The California Legislature rejected two tax increases in 2011. Nevertheless, Californians will find their taxes increased by more than $1.1 billion in 2012-13.

That’s right; the California Legislature does not have the last word on whether to raise certain taxes. It turns out that is the job of some powerful but obscure state boards.

For the first half of 2011, the Legislature and Governor Brown were engaged in a high-stakes debate over how to finance the state budget, with Republicans holding out against higher taxes and Democrats eventually adopting a budget that made deep cuts in state programs.

Feeling the brunt of these cuts were vital and popular institutions like the University of California and the state’s trial courts, as well as the social safety net.

In the meantime, the Legislature considered a bill giving the Administration backdoor authority to tax the new cap-and-trade program designed to reduce greenhouse gas emissions from California sources, raising billions of dollars.

The Legislature also considered targeted increases in utility taxes to subsidize programs for renewable energy projects, energy efficiency retrofits, and research reports. These increases – actually an extension of an existing tax – would have raised more than $2.8 billion over the next eight years.

Both bills were extensively debated in the Legislature, and were defeated in the Assembly Appropriations Committee, in the case of the cap-and-trade tax, and on the Assembly floor, in the case of the utility tax.

But just because the state Legislature says “no” to a tax increase doesn’t mean there won’t be a tax increase.
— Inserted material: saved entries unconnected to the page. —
//! Session provider: OAuth2 installed-app credentials backed by a client-secret
//! file and a persisted authorized-user token file.
use crate::errors::{AppError, AppResult};
use chrono::{DateTime, Duration, Utc};
use oauth2::basic::{BasicClient, BasicTokenResponse};
use oauth2::reqwest::async_http_client;
use oauth2::{
    AuthUrl, AuthorizationCode, ClientId, ClientSecret, CsrfToken, PkceCodeChallenge,
    PkceCodeVerifier, RedirectUrl, RefreshToken, Scope, TokenResponse, TokenUrl,
};
use serde::{Deserialize, Serialize};
use std::fs;
use std::io::Write;
use std::path::{Path, PathBuf};
use tokio::io::{AsyncReadExt, AsyncWriteExt};
use tokio::net::TcpListener;
use tracing::{debug, info, warn};

pub const GMAIL_SCOPE: &str = "https://mail.google.com/";
pub const STORAGE_SCOPE: &str = "https://www.googleapis.com/auth/devstorage.read_write";

const AUTH_URL: &str = "https://accounts.google.com/o/oauth2/auth";
const TOKEN_URL: &str = "https://oauth2.googleapis.com/token";
const EXPIRY_MARGIN_SECS: i64 = 60;

/// Authorized-user token, laid out like the `token.json` written by Google's
/// client libraries so existing files keep working.
#[derive(Debug, Clone, PartialEq, Eq, Serialize, Deserialize)]
pub struct StoredToken {
    pub token: String,
    #[serde(default, skip_serializing_if = "Option::is_none")]
    pub refresh_token: Option<String>,
    #[serde(default = "default_token_uri")]
    pub token_uri: String,
    pub client_id: String,
    #[serde(default)]
    pub client_secret: String,
    #[serde(default)]
    pub scopes: Vec<String>,
    #[serde(default, skip_serializing_if = "Option::is_none")]
    pub expiry: Option<DateTime<Utc>>,
}

fn default_token_uri() -> String {
    TOKEN_URL.to_string()
}

impl StoredToken {
    /// Unknown expiry counts as expired.
    pub fn is_expired_at(&self, now: DateTime<Utc>) -> bool {
        match self.expiry {
            Some(exp) => now >= exp - Duration::seconds(EXPIRY_MARGIN_SECS),
            None => true,
        }
    }

    pub fn covers(&self, scopes: &[String]) -> bool {
        self.scopes.is_empty() || scopes.iter().all(|s| self.scopes.contains(s))
    }

    pub fn is_valid_for(&self, scopes: &[String], now: DateTime<Utc>) -> bool {
        !self.token.is_empty() && !self.is_expired_at(now) && self.covers(scopes)
    }
}

/// Load, refresh, and persist contract for the token backing a session.
#[allow(async_fn_in_trait)]
pub trait CredentialProvider {
    fn scopes(&self) -> &[String];
    async fn load(&self) -> AppResult<Option<StoredToken>>;
    /// `Ok(None)` means the grant was rejected and consent must be repeated.
    async fn refresh(&self, token: &StoredToken) -> AppResult<Option<StoredToken>>;
    async fn authorize(&self) -> AppResult<StoredToken>;
    async fn persist(&self, token: &StoredToken) -> AppResult<()>;
}

/// Returns a usable access token, refreshing or re-running consent as needed.
/// Any new token is persisted before it is handed out.
pub async fn obtain_access_token<P: CredentialProvider>(provider: &P) -> AppResult<String> {
    let existing = provider.load().await?;
    let now = Utc::now();

    if let Some(token) = &existing {
        if token.is_valid_for(provider.scopes(), now) {
            debug!("Stored access token still valid");
            return Ok(token.token.clone());
        }
    }

    let refreshed = match &existing {
        Some(token) if token.refresh_token.is_some() && token.covers(provider.scopes()) => {
            provider.refresh(token).await?
        }
        _ => None,
    };

    let token = match refreshed {
        Some(token) => {
            info!("Access token refreshed");
            token
        }
        None => {
            if existing.is_some() {
                warn!("Stored token unusable; re-authenticating");
            }
            provider.authorize().await?
        }
    };

    provider.persist(&token).await?;
    Ok(token.token)
}

#[derive(Debug, Clone, Deserialize)]
struct ClientSecretsFile {
    installed: Option<ClientSecrets>,
    web: Option<ClientSecrets>,
}

#[derive(Debug, Clone, Deserialize)]
pub struct ClientSecrets {
    pub client_id: String,
    pub client_secret: String,
    #[serde(default = "default_auth_uri")]
    pub auth_uri: String,
    #[serde(default = "default_token_uri")]
    pub token_uri: String,
}

fn default_auth_uri() -> String {
    AUTH_URL.to_string()
}

impl ClientSecrets {
    pub fn from_file(path: &Path) -> AppResult<Self> {
        let raw = fs::read_to_string(path).map_err(|e| {
            AppError::Auth(format!("reading client secrets {}: {e}", path.display()))
        })?;
        Self::from_json(&raw)
    }

    pub fn from_json(raw: &str) -> AppResult<Self> {
        let file: ClientSecretsFile = serde_json::from_str(raw)
            .map_err(|e| AppError::Auth(format!("parse client secrets: {e}")))?;
        file.installed
            .or(file.web)
            .ok_or_else(|| AppError::Auth("client secrets missing `installed` section".into()))
    }
}

/// File-backed provider: client secrets at one path, token at another.
#[derive(Debug, Clone)]
pub struct InstalledAppProvider {
    secrets_path: PathBuf,
    token_path: PathBuf,
    scopes: Vec<String>,
}

impl InstalledAppProvider {
    pub fn new(
        secrets_path: impl Into<PathBuf>,
        token_path: impl Into<PathBuf>,
        scopes: &[&str],
    ) -> Self {
        Self {
            secrets_path: secrets_path.into(),
            token_path: token_path.into(),
            scopes: scopes.iter().map(|s| s.to_string()).collect(),
        }
    }

    pub fn token_path(&self) -> &Path {
        &self.token_path
    }
}

impl CredentialProvider for InstalledAppProvider {
    fn scopes(&self) -> &[String] {
        &self.scopes
    }

    async fn load(&self) -> AppResult<Option<StoredToken>> {
        read_token_file(&self.token_path)
    }

    async fn refresh(&self, token: &StoredToken) -> AppResult<Option<StoredToken>> {
        let Some(refresh) = token.refresh_token.clone() else {
            return Ok(None);
        };
        let secrets = ClientSecrets {
            client_id: token.client_id.clone(),
            client_secret: token.client_secret.clone(),
            auth_uri: AUTH_URL.to_string(),
            token_uri: token.token_uri.clone(),
        };
        let client = build_client(&secrets, None)?;
        let res = client
            .exchange_refresh_token(&RefreshToken::new(refresh.clone()))
            .request_async(async_http_client)
            .await;
        match res {
            Ok(token_res) => Ok(Some(stored_from_response(
                &token_res,
                &secrets,
                &self.scopes,
                Some(refresh),
            ))),
            Err(err) => {
                warn!("Refresh token invalid or expired: {err}");
                Ok(None)
            }
        }
    }

    async fn authorize(&self) -> AppResult<StoredToken> {
        let secrets = ClientSecrets::from_file(&self.secrets_path)?;
        let listener = TcpListener::bind(("127.0.0.1", 0))
            .await
            .map_err(|e| AppError::Auth(format!("failed to bind loopback port: {e}")))?;
        let local_port = listener
            .local_addr()
            .map(|addr| addr.port())
            .map_err(|e| AppError::Auth(format!("failed to read local addr: {e}")))?;

        let redirect = format!("http://127.0.0.1:{local_port}/");
        let client = build_client(&secrets, Some(&redirect))?;
        let (auth_url, verifier, csrf) = build_auth_url(&client, &self.scopes);
        info!(redirect = %redirect, "Opening browser for Google OAuth consent");
        open_in_browser(&auth_url);

        let code = listen_for_code(listener).await?;
        if code.state != *csrf.secret() {
            return Err(AppError::Auth("OAuth state mismatch".into()));
        }

        let token_res = client
            .exchange_code(AuthorizationCode::new(code.code))
            .set_pkce_verifier(verifier)
            .request_async(async_http_client)
            .await
            .map_err(|e| AppError::Auth(format!("token exchange failed: {e}")))?;

        Ok(stored_from_response(&token_res, &secrets, &self.scopes, None))
    }

    async fn persist(&self, token: &StoredToken) -> AppResult<()> {
        write_token_file(&self.token_path, token)
    }
}

pub fn read_token_file(path: &Path) -> AppResult<Option<StoredToken>> {
    if !path.exists() {
        return Ok(None);
    }
    let raw = fs::read_to_string(path)
        .map_err(|e| AppError::Auth(format!("reading token file {}: {e}", path.display())))?;
    match serde_json::from_str(&raw) {
        Ok(token) => Ok(Some(token)),
        Err(e) => {
            warn!(path = %path.display(), "Ignoring unreadable token file: {e}");
            Ok(None)
        }
    }
}

pub fn write_token_file(path: &Path, token: &StoredToken) -> AppResult<()> {
    let serialized =
        serde_json::to_string(token).map_err(|e| AppError::Unexpected(format!("{e}")))?;

    let mut file = fs::OpenOptions::new()
        .create(true)
        .write(true)
        .truncate(true)
        .open(path)
        .map_err(|e| AppError::Auth(format!("opening token file {}: {e}", path.display())))?;

    #[cfg(unix)]
    {
        use std::os::unix::fs::PermissionsExt;
        let _ = file.set_permissions(fs::Permissions::from_mode(0o600));
    }

    file.write_all(serialized.as_bytes())
        .map_err(|e| AppError::Auth(format!("writing token file: {e}")))?;
    file.sync_all()
        .map_err(|e| AppError::Auth(format!("syncing token file: {e}")))?;
    debug!(path = %path.display(), "Token file written");
    Ok(())
}

fn stored_from_response(
    res: &BasicTokenResponse,
    secrets: &ClientSecrets,
    scopes: &[String],
    previous_refresh: Option<String>,
) -> StoredToken {
    StoredToken {
        token: res.access_token().secret().to_string(),
        refresh_token: res
            .refresh_token()
            .map(|r| r.secret().to_string())
            .or(previous_refresh),
        token_uri: secrets.token_uri.clone(),
        client_id: secrets.client_id.clone(),
        client_secret: secrets.client_secret.clone(),
        scopes: scopes.to_vec(),
        expiry: res
            .expires_in()
            .map(|d| Utc::now() + Duration::from_std(d).unwrap_or_else(|_| Duration::seconds(0))),
    }
}

fn build_client(secrets: &ClientSecrets, redirect: Option<&str>) -> AppResult<BasicClient> {
    let auth_url = AuthUrl::new(secrets.auth_uri.clone())
        .map_err(|e| AppError::Config(format!("invalid auth uri: {e}")))?;
    let token_url = TokenUrl::new(secrets.token_uri.clone())
        .map_err(|e| AppError::Config(format!("invalid token uri: {e}")))?;
    let mut client = BasicClient::new(
        ClientId::new(secrets.client_id.clone()),
        Some(ClientSecret::new(secrets.client_secret.clone())),
        auth_url,
        Some(token_url),
    )
    .set_auth_type(oauth2::AuthType::RequestBody);

    if let Some(redirect) = redirect {
        client = client.set_redirect_uri(
            RedirectUrl::new(redirect.to_string())
                .map_err(|e| AppError::Config(format!("invalid redirect uri {redirect}: {e}")))?,
        );
    }
    Ok(client)
}

fn build_auth_url(client: &BasicClient, scopes: &[String]) -> (String, PkceCodeVerifier, CsrfToken) {
    let (challenge, verifier) = PkceCodeChallenge::new_random_sha256();
    let mut req = client
        .authorize_url(CsrfToken::new_random)
        .add_extra_param("access_type", "offline")
        .add_extra_param("prompt", "consent")
        .set_pkce_challenge(challenge);
    for scope in scopes {
        req = req.add_scope(Scope::new(scope.clone()));
    }
    let (url, csrf) = req.url();
    (url.to_string(), verifier, csrf)
}

struct CodeResponse {
    code: String,
    state: String,
}

async fn listen_for_code(listener: TcpListener) -> AppResult<CodeResponse> {
    let (mut stream, _) = listener
        .accept()
        .await
        .map_err(|e| AppError::Auth(format!("redirect accept failed: {e}")))?;

    let mut buf = [0u8; 4096];
    let n = stream
        .read(&mut buf)
        .await
        .map_err(|e| AppError::Auth(format!("reading auth callback failed: {e}")))?;
    let req = String::from_utf8_lossy(&buf[..n]);
    let parsed = parse_callback(&req)?;

    let response =
        "HTTP/1.1 200 OK\r\nContent-Type: text/plain\r\n\r\nAuth complete. You can close this tab.";
    let _ = stream.write_all(response.as_bytes()).await;
    Ok(parsed)
}

fn parse_callback(request: &str) -> AppResult<CodeResponse> {
    let first_line = request.lines().next().unwrap_or("");
    let path = first_line
        .split_whitespace()
        .nth(1)
        .ok_or_else(|| AppError::Auth("invalid HTTP request".into()))?;
    let parsed = url::Url::parse(&format!("http://localhost{path}"))
        .map_err(|e| AppError::Auth(format!("failed to parse callback url: {e}")))?;

    if let Some((_, err)) = parsed.query_pairs().find(|(k, _)| k == "error") {
        return Err(AppError::Auth(format!("consent denied: {err}")));
    }
    let code = parsed
        .query_pairs()
        .find(|(k, _)| k == "code")
        .map(|(_, v)| v.to_string())
        .ok_or_else(|| AppError::Auth("callback missing code parameter".into()))?;
    let state = parsed
        .query_pairs()
        .find(|(k, _)| k == "state")
        .map(|(_, v)| v.to_string())
        .unwrap_or_default();
    Ok(CodeResponse { code, state })
}

fn open_in_browser(url: &str) {
    let attempt = if cfg!(target_os = "macos") {
        std::process::Command::new("open").arg(url).status()
    } else if cfg!(target_os = "windows") {
        std::process::Command::new("rundll32.exe")
            .args(["url.dll,FileProtocolHandler", url])
            .status()
    } else {
        std::process::Command::new("xdg-open").arg(url).status()
    };
    if let Err(e) = attempt {
        warn!("Could not auto-open browser: {e}. Open this URL manually:\n{url}");
    } else {
        println!("If your browser did not open, navigate to:\n{url}");
    }
}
This appears to be especially the case with programs that transfer money from energy consumers to special interests operating in the crosswinds of the energy economy.

The cap-and-trade tax is obscure, but potentially far-reaching.
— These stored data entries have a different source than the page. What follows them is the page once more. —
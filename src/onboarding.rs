use crate::config::Settings;
use crate::gmail::GmailClient;
use crate::oauth::{obtain_access_token, InstalledAppProvider, GMAIL_SCOPE};
use anyhow::Result;
use tracing::info;

pub fn gmail_provider(settings: &Settings) -> InstalledAppProvider {
    InstalledAppProvider::new(
        &settings.credentials_path,
        &settings.token_path,
        &[GMAIL_SCOPE],
    )
}

/// Authenticated Gmail session built from the configured credential files.
pub async fn open_session(settings: &Settings) -> Result<GmailClient> {
    let provider = gmail_provider(settings);
    let token = obtain_access_token(&provider).await?;
    info!(token_path = %provider.token_path().display(), "Gmail service authenticated");
    Ok(GmailClient::new(token, &settings.api_base))
}

/// Run the consent flow if needed and return the account address.
pub async fn authorize_account(settings: &Settings) -> Result<String> {
    let session = open_session(settings).await?;
    let email = session.profile_email().await?;
    info!(account = %email, "Account authorized");
    Ok(email)
}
In a nod to minimizing the economic burden on California residents and businesses, Governor Schwarzenegger insisted that the bulk of the greenhouse gas reductions be accomplished through market mechanisms. Carbon emission sources would be given “allowances” that can then be bought and sold to enable companies and utilities to remain under the statewide cap while allowing higher value activities to remain viable.

However, some powerful special interests angled to raise money through this mechanism to pay for unrelated programs and benefits, by charging industrial sources for ten percent of their allocations. The Air Resources Board adopted regulations to that effect last fall, and Governor Brown endorsed the scheme in his budget proposal.
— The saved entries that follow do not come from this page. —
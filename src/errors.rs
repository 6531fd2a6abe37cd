use thiserror::Error;

pub type AppResult<T> = Result<T, AppError>;

#[derive(Error, Debug)]
pub enum AppError {
    #[error("Auth error: {0}")]
    Auth(String),
    #[error("Network error: {0}")]
    Network(String),
    #[error("{operation} failed with status {status}: {body}")]
    Api {
        operation: &'static str,
        status: u16,
        body: String,
    },
    #[error("Config error: {0}")]
    Config(String),
    #[error("Unexpected error: {0}")]
    Unexpected(String),
}

impl AppError {
    /// Credential failures abort the run before any item is touched.
    pub fn is_auth(&self) -> bool {
        matches!(self, AppError::Auth(_))
    }
}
The Governor said the proceeds generated from “the program … will be used to invest in clean energy, low-carbon transportation, natural resource protection, and sustainable infrastructure.” But the objects for all this new spending do not benefit or provide a service to the payers, nor are they inherent in the program to regulate the emission of greenhouse gases. Therefore, the levy is not a legitimate fee, and is instead most likely an unlawfully-levied tax.

Indeed, the Administration may have acknowledged this by conceding that they intend to use about $500 million of the proceeds on environmental programs now financed through the General Fund. They must have a sweeping vision of what constitutes “GHG emission programs financed by the General Fund” since, for example, the entire Cal-EPA agency receives in total only about $40 million in General Fund support.

In the case of the utility tax, responding to a request from Governor Brown, the Public Utilities Commission adopted an emergency interim order continuing the utility surtax to support the subsidies for renewable energy and funding for research projects.  Brushing aside suggestions that the Legislature’s demurral should represent state policy, the Commission instead ordered the new taxes, citing their organic authority to “do all things, whether specifically designated in this part or in addition thereto, which are necessary and convenient in the exercise of such power and jurisdiction.”

Hard to argue with that reasoning.

The Commission promised to further increase this tax at a later date to support energy efficiency projects.

To be clear, these subsidies are not paid out of utility profits, nor are they merely down payments on programs with a guaranteed return on investment. They are uneconomic, which is why the Legislature had to mandate them in the first place and require a rate increase to support them. In any other context, a mandatory levy for a general public policy purpose that does not directly benefit the payer is commonly known as a “tax.”

The impulse to support uneconomic alternative energy investments and public policies is formidable, considering the effort to increase taxes for these purposes is more sustained and more successful than that to support basic public services like schools, universities and the judiciary.